Words by Aaron Reynolds, Illustrations by Peter Brown

This book has been one of our favorites for the last few years!

It’s a fun, silly adventure about a rabbit who’s afraid of carrots because they seem to be haunting him and following him everywhere! The rabbit’s name is Jasper which is an awesome characteristic about it for one particular kid in this house. And the creative, dark illustrations are by Peter Brown, who we adore!

Are the carrots really haunting Jasper Rabbit, or is he losing his mind? And what will he do to solve this frightening problem? Dive in to find out.

If you love this one, the amazing duo of Reynolds and Brown just came out with another adventure for Jasper Rabbit called, Creepy Pair of Underwear.

 

 

2. I Love You More Than the Smell of Swamp Gas

Words & Pictures by Kevan Atteberry


Okay, this book is AWESOME!! It’s hilarious, clever, spooky fun for all the little monsters in your life.

Are monsters allowed to be cute? Well these monsters certainly are. The pages in this book are full of super cute “scary” creatures. A parent monster and child monster creep through the forest meeting purple-horned skunks and bloodsucking ducks, creatures hidden and not, while the parent monster describes all the ways he loves the little one.

Come along through the swampy forest as they dance over toe biting stones, encounter mummified bass, and banter their love back and forth. And just try to resist a snuggle with those seriously adorable spiders!

It’s gross and sticky and stinky and so creative! Everything little kids love, including the safe, goodnight-tuck-into-bed at the end. And it’s our favorite Kevan Atteberry book ever!

“Do you love me as much

as the BUBBLING SLIME

that covers our feet

in a THICK GOOEY GRIME?”

“I treasure you more

than the SLOW OOZING MUCK

squished through our toes

as we pull them unstuck.”

 

4. Serafina and the Black Cloak

by Robert Beatty

This creepy book shrouded in mysteries might give me nightmares! Consider yourself warned. Lily and I discovered this book at the same time, and when she said she was reading it at school, and that I “had to read it!” I wondered if it might fit into our Halloween Spook Fest, and IT DOES!!!

12-year-old Serafina lives a hidden life in the basement of Biltmore Estate with her father. No one knows of her existence and her father insists she keep it this way. Nocturnal by nature, not afraid of the dark or long hidden hallways in the underbelly of this mansion, Serafina prides herself on being the CRC (Chief Rat Catcher) for Biltmore. Yes, she catches rats, ewwwwweeee!!! Remember, I said, nightmares are possible.
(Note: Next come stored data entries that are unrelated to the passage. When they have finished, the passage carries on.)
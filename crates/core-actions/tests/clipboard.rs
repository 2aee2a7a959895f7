mod common;

use common::*;
use core_actions::{
    Clipboard, copy_block, cut_block, insert_text, mark_block_begin, mark_block_end, paste_block,
    redo, undo,
};
use core_state::{ColumnRegion, select_chars, select_columns, set_column_mode};
use core_text::Arena;

#[test]
fn cut_then_paste_elsewhere() {
    let mut f = file("one two three\nfour");
    let mut clip = Clipboard::new();
    select_chars(&mut f, at(0, 4), at(0, 8)).unwrap();
    cut_block(&mut f, &mut clip).unwrap();
    assert_eq!(lines(&f), vec!["one three", "four"]);
    assert!(!f.selection().valid, "cut selection is gone");

    f.set_cursor(at(1, 4)).unwrap();
    let after = assert_undo_redo(&mut f, |f| paste_block(f, &clip).unwrap());
    assert_eq!(after.lines, vec!["one three", "fourtwo "]);

    // Undo the paste, then the cut.
    undo(&mut f).unwrap();
    undo(&mut f).unwrap();
    assert_eq!(lines(&f), vec!["one two three", "four"]);
}

#[test]
fn multi_line_paste_keeps_clipboard() {
    let mut f = file("ab\ncd\nef");
    let mut clip = Clipboard::new();
    select_chars(&mut f, at(0, 1), at(1, 1)).unwrap();
    copy_block(&f, &mut clip).unwrap();
    assert_eq!(clip.get().unwrap().line_count(), 2);

    f.set_cursor(at(2, 1)).unwrap();
    paste_block(&mut f, &clip).unwrap();
    paste_block(&mut f, &clip).unwrap();
    assert_eq!(lines(&f), vec!["ab", "cd", "eb", "cb", "cf"]);
    undo(&mut f).unwrap();
    assert_eq!(lines(&f), vec!["ab", "cd", "eb", "cf"]);
}

#[test]
fn column_copy_and_paste() {
    let mut f = file("abcd\nefgh\nij");
    let mut clip = Clipboard::new();
    select_columns(&mut f, ColumnRegion::new(0, 1, 1, 3)).unwrap();
    copy_block(&f, &mut clip).unwrap();
    assert!(clip.is_column());

    f.set_cursor(at(1, 4)).unwrap();
    let after = assert_undo_redo(&mut f, |f| paste_block(f, &clip).unwrap());
    assert_eq!(after.lines, vec!["abcd", "efghbc", "ij  fg"]);
}

#[test]
fn column_cut_and_paste_across_a_tab() {
    let mut f = file("\tbc\nxxxxxx");
    let mut clip = Clipboard::new();
    select_columns(&mut f, ColumnRegion::new(0, 1, 2, 5)).unwrap();
    cut_block(&mut f, &mut clip).unwrap();
    assert_eq!(lines(&f), vec!["  c", "xxx"]);
    assert_eq!(clip.get().unwrap().line_texts(), vec![&b"  b"[..], b"xxx"]);

    f.set_cursor_col(0, 2).unwrap();
    paste_block(&mut f, &clip).unwrap();
    assert_eq!(lines(&f), vec!["    bc", "xxxxxx"]);

    undo(&mut f).unwrap();
    undo(&mut f).unwrap();
    assert_eq!(lines(&f), vec!["\tbc", "xxxxxx"]);
}

#[test]
fn column_cut_via_marked_block() {
    let mut f = file("abc\ndefg");
    let mut clip = Clipboard::new();
    f.set_cursor_col(0, 1).unwrap();
    mark_block_begin(&mut f).unwrap();
    f.set_cursor_col(1, 3).unwrap();
    mark_block_end(&mut f).unwrap();
    assert!(set_column_mode(&mut f, true));

    cut_block(&mut f, &mut clip).unwrap();
    assert_eq!(lines(&f), vec!["a", "dg"]);

    f.set_cursor_col(0, 1).unwrap();
    paste_block(&mut f, &clip).unwrap();
    assert_eq!(lines(&f), vec!["abc", "defg"]);

    undo(&mut f).unwrap();
    assert_eq!(lines(&f), vec!["a", "dg"]);
    undo(&mut f).unwrap();
    assert_eq!(lines(&f), vec!["abc", "defg"]);
    redo(&mut f).unwrap();
    assert_eq!(lines(&f), vec!["a", "dg"]);
}

#[test]
fn clipboard_outlives_source_file() {
    let arena = Arena::new();
    let mut clip = Clipboard::new();
    {
        let mut src = file_in(&arena, "keep this\nand that");
        select_chars(&mut src, at(0, 5), at(1, 3)).unwrap();
        cut_block(&mut src, &mut clip).unwrap();
        insert_text(&mut src, b"!").unwrap();
    }
    let mut dst = file_in(&arena, "");
    paste_block(&mut dst, &clip).unwrap();
    assert_eq!(lines(&dst), vec!["this", "and"]);
    drop(dst);
    assert!(arena.live_blocks() > 0, "clipboard still holds its copy");
    clip.clear();
    assert_eq!(arena.live_blocks(), 0);
    assert_eq!(arena.live_bytes(), 0);
}
//! Line descriptors and the ordered line index.

use std::fmt;
use std::ops::Range;
use std::rc::Rc;

use crate::arena::ArenaBlock;
use crate::error::{TextError, TextResult};

/// Per-line attribute bits.
///
/// The low bits cache the syntax highlighter's end-of-line state. The
/// highlighter owns their meaning; the engine only clears them when an edit
/// may have changed it.
#[derive(Debug, Clone, Copy, Default, PartialEq, Eq)]
pub struct LineAttr(u8);

impl LineAttr {
    const EOL_VALID: u8 = 0x80;
    const EOL_STATUS: u8 = 0x7f;

    pub const fn empty() -> Self {
        Self(0)
    }

    pub const fn bits(self) -> u8 {
        self.0
    }

    /// Cached end-of-line status, when valid.
    pub fn eol_status(self) -> Option<u8> {
        (self.0 & Self::EOL_VALID != 0).then_some(self.0 & Self::EOL_STATUS)
    }

    pub fn set_eol_status(&mut self, status: u8) {
        self.0 = Self::EOL_VALID | (status & Self::EOL_STATUS);
    }

    pub fn invalidate_eol_status(&mut self) {
        self.0 &= !(Self::EOL_VALID | Self::EOL_STATUS);
    }
}

/// One line of text: a borrowed span inside an arena block.
///
/// Holding a `Line` keeps its arena block alive; cloning one is an IncRef.
#[derive(Clone)]
pub struct Line {
    block: Rc<ArenaBlock>,
    start: usize,
    len: usize,
    pub attr: LineAttr,
}

impl Line {
    pub(crate) fn new(block: Rc<ArenaBlock>, start: usize, len: usize, attr: LineAttr) -> Self {
        debug_assert!(start + len <= block.bytes().len());
        Self {
            block,
            start,
            len,
            attr,
        }
    }

    pub fn text(&self) -> &[u8] {
        &self.block.bytes()[self.start..self.start + self.len]
    }

    pub fn len(&self) -> usize {
        self.len
    }

    pub fn is_empty(&self) -> bool {
        self.len == 0
    }

    /// The arena block this line borrows from.
    pub fn block(&self) -> &Rc<ArenaBlock> {
        &self.block
    }

    /// Sub-span of this line sharing the same storage.
    pub fn slice(&self, range: Range<usize>) -> Line {
        debug_assert!(range.start <= range.end && range.end <= self.len);
        Line {
            block: self.block.clone(),
            start: self.start + range.start,
            len: range.end - range.start,
            attr: self.attr,
        }
    }
}

impl fmt::Debug for Line {
    fn fmt(&self, f: &mut fmt::Formatter<'_>) -> fmt::Result {
        f.debug_struct("Line")
            .field("text", &String::from_utf8_lossy(self.text()))
            .field("block", &self.block.id())
            .field("attr", &self.attr)
            .finish()
    }
}

impl PartialEq for Line {
    fn eq(&self, other: &Self) -> bool {
        self.text() == other.text()
    }
}

/// Ordered, resizable sequence of lines.
#[derive(Debug, Clone, Default)]
pub struct LineIndex {
    lines: Vec<Line>,
}

impl LineIndex {
    pub fn new() -> Self {
        Self::default()
    }

    pub fn from_lines(lines: Vec<Line>) -> Self {
        Self { lines }
    }

    pub fn len(&self) -> usize {
        self.lines.len()
    }

    pub fn is_empty(&self) -> bool {
        self.lines.is_empty()
    }

    pub fn get(&self, idx: usize) -> Option<&Line> {
        self.lines.get(idx)
    }

    pub fn get_mut(&mut self, idx: usize) -> Option<&mut Line> {
        self.lines.get_mut(idx)
    }

    /// Text of line `idx`; the virtual line past the end reads as empty.
    pub fn text(&self, idx: usize) -> &[u8] {
        self.lines.get(idx).map(Line::text).unwrap_or(&[])
    }

    pub fn iter(&self) -> std::slice::Iter<'_, Line> {
        self.lines.iter()
    }

    pub fn as_slice(&self) -> &[Line] {
        &self.lines
    }

    /// Replace `range` with `replacement`.
    ///
    /// Growth is reserved before anything moves, so on failure the index is
    /// unchanged. Removed lines are dropped, releasing their arena blocks.
    pub fn splice(&mut self, range: Range<usize>, replacement: Vec<Line>) -> TextResult<()> {
        debug_assert!(range.start <= range.end && range.end <= self.lines.len());
        let grow = replacement.len().saturating_sub(range.len());
        self.lines
            .try_reserve(grow)
            .map_err(|_| TextError::OutOfMemory {
                requested: grow * std::mem::size_of::<Line>(),
            })?;
        self.lines.splice(range, replacement).for_each(drop);
        Ok(())
    }

    /// Replace a single line in place.
    pub fn replace(&mut self, idx: usize, line: Line) {
        self.lines[idx] = line;
    }

    /// Drop every line.
    pub fn clear(&mut self) {
        self.lines.clear();
    }

    /// Distinct arena blocks referenced by the lines, in first-use order.
    pub fn arena_blocks(&self) -> Vec<Rc<ArenaBlock>> {
        distinct_blocks(&self.lines)
    }
}

pub(crate) fn distinct_blocks(lines: &[Line]) -> Vec<Rc<ArenaBlock>> {
    let mut out: Vec<Rc<ArenaBlock>> = Vec::new();
    for line in lines {
        if !out.iter().any(|b| Rc::ptr_eq(b, line.block())) {
            out.push(line.block().clone());
        }
    }
    out
}

#[cfg(test)]
mod tests {
    use super::*;
    use crate::arena::Arena;

    fn two_lines(arena: &Arena) -> (Line, Line) {
        let mut buf = arena.allocate(8).unwrap();
        buf.push(b"abc\ndefg");
        let block = buf.freeze();
        (
            Line::new(block.clone(), 0, 3, LineAttr::empty()),
            Line::new(block, 4, 4, LineAttr::empty()),
        )
    }

    #[test]
    fn ref_count_tracks_lines() {
        let arena = Arena::new();
        let (a, b) = two_lines(&arena);
        assert_eq!(ArenaBlock::ref_count(a.block()), 2);
        let c = b.slice(1..3);
        assert_eq!(c.text(), b"ef");
        assert_eq!(ArenaBlock::ref_count(a.block()), 3);
        drop((b, c));
        assert_eq!(ArenaBlock::ref_count(a.block()), 1);
        drop(a);
        assert_eq!(arena.live_blocks(), 0);
    }

    #[test]
    fn splice_releases_removed_lines() {
        let arena = Arena::new();
        let (a, b) = two_lines(&arena);
        let mut idx = LineIndex::from_lines(vec![a, b]);
        assert_eq!(idx.arena_blocks().len(), 1);
        idx.splice(0..2, Vec::new()).unwrap();
        assert!(idx.is_empty());
        assert_eq!(arena.live_blocks(), 0);
        assert_eq!(idx.text(0), b"");
    }

    #[test]
    fn eol_status_bits() {
        let mut attr = LineAttr::empty();
        assert_eq!(attr.eol_status(), None);
        attr.set_eol_status(3);
        assert_eq!(attr.eol_status(), Some(3));
        assert_eq!(attr.bits(), 0x83);
        attr.invalidate_eol_status();
        assert_eq!(attr.eol_status(), None);
    }
}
Like all young heroes and heroines, Serafina finds herself no longer content with her life the way it is. She wonders where she came from, what happened to her mother, why her father doesn’t want anyone to know about her, and her greatest wish is to be seen. When a freaky, disgusting creature in a black cloak starts “disappearing” children from the estate, in an eerie, spooky, nightmarish way, Serafina embarks on a journey into the forbidden forest, full of demons, to save the children and ultimately unravel the mystery of her own life.

Lily says, “There’s lots of spooky, creepy detail in this book so you feel like you are there, and it’s especially creepy when the man in the black cloak is devouring children, because there’s this rattling sound,” Yep, creep factor 1000!

Looking for a strong, unique, and clever heroine for a middle grade reader in your Frankenstein clan, Serafina is the girl for you. And I love that we just discovered her, and that it’s a series so we can read more about her in Serafina and the Twisted Staff, and Serafina and the Splintered Heart.

Have a safe, spooky, haunted Halloween everyone!